[[ Source material open ]]

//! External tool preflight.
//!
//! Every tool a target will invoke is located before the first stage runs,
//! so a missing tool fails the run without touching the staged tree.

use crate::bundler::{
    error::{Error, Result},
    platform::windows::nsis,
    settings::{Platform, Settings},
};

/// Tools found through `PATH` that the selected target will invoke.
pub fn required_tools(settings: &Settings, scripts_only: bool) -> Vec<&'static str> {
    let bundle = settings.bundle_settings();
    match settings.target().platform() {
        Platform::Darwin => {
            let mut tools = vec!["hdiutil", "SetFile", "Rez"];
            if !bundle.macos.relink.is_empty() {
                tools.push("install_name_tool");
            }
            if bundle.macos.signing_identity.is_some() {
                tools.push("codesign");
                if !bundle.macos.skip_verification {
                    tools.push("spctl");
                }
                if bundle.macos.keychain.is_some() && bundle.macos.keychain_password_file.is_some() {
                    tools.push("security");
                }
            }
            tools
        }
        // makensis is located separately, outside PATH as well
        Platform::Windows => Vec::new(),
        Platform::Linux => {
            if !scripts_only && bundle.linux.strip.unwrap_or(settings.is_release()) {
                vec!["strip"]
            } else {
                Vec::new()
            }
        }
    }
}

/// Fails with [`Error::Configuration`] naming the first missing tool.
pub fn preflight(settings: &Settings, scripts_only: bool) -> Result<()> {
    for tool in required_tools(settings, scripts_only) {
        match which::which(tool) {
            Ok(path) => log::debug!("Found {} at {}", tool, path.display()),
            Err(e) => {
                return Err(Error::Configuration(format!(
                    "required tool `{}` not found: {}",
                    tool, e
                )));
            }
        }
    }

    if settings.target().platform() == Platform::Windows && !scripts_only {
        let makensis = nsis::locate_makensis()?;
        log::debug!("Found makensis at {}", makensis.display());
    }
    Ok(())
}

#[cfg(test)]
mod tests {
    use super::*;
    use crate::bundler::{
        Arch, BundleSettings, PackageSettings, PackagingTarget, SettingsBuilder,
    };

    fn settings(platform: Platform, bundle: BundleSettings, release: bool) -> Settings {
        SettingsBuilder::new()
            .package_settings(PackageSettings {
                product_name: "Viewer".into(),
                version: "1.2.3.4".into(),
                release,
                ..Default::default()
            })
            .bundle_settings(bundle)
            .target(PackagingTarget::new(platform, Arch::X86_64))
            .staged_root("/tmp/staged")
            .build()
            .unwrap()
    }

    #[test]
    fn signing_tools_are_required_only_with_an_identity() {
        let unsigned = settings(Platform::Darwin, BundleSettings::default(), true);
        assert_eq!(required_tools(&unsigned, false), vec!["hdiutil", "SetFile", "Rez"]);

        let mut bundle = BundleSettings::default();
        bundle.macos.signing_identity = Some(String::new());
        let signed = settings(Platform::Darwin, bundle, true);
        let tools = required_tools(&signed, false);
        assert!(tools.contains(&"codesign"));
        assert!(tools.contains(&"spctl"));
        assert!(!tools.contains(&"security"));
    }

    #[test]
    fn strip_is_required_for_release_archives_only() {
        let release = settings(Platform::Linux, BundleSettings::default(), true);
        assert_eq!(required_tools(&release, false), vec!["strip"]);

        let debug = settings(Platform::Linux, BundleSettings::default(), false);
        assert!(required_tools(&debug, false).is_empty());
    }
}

[[ Source material closed ]]
[[ Source material open ]]

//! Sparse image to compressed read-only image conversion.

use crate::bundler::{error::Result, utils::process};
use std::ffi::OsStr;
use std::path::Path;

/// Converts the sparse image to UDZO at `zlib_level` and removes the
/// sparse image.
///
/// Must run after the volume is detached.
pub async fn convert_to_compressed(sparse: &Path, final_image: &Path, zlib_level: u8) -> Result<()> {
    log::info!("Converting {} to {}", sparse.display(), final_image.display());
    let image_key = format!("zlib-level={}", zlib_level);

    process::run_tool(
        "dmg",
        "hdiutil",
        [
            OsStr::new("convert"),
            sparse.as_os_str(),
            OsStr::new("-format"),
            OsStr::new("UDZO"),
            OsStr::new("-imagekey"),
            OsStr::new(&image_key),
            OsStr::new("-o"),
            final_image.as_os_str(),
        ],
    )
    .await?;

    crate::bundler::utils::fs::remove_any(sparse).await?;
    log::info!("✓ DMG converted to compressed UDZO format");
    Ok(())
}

[[ Source material closed ]]

Problem
Each line of the records with the word "preflight" in it is to be copied.

The answer
//! External tool preflight.
pub fn preflight(settings: &Settings, scripts_only: bool) -> Result<()> {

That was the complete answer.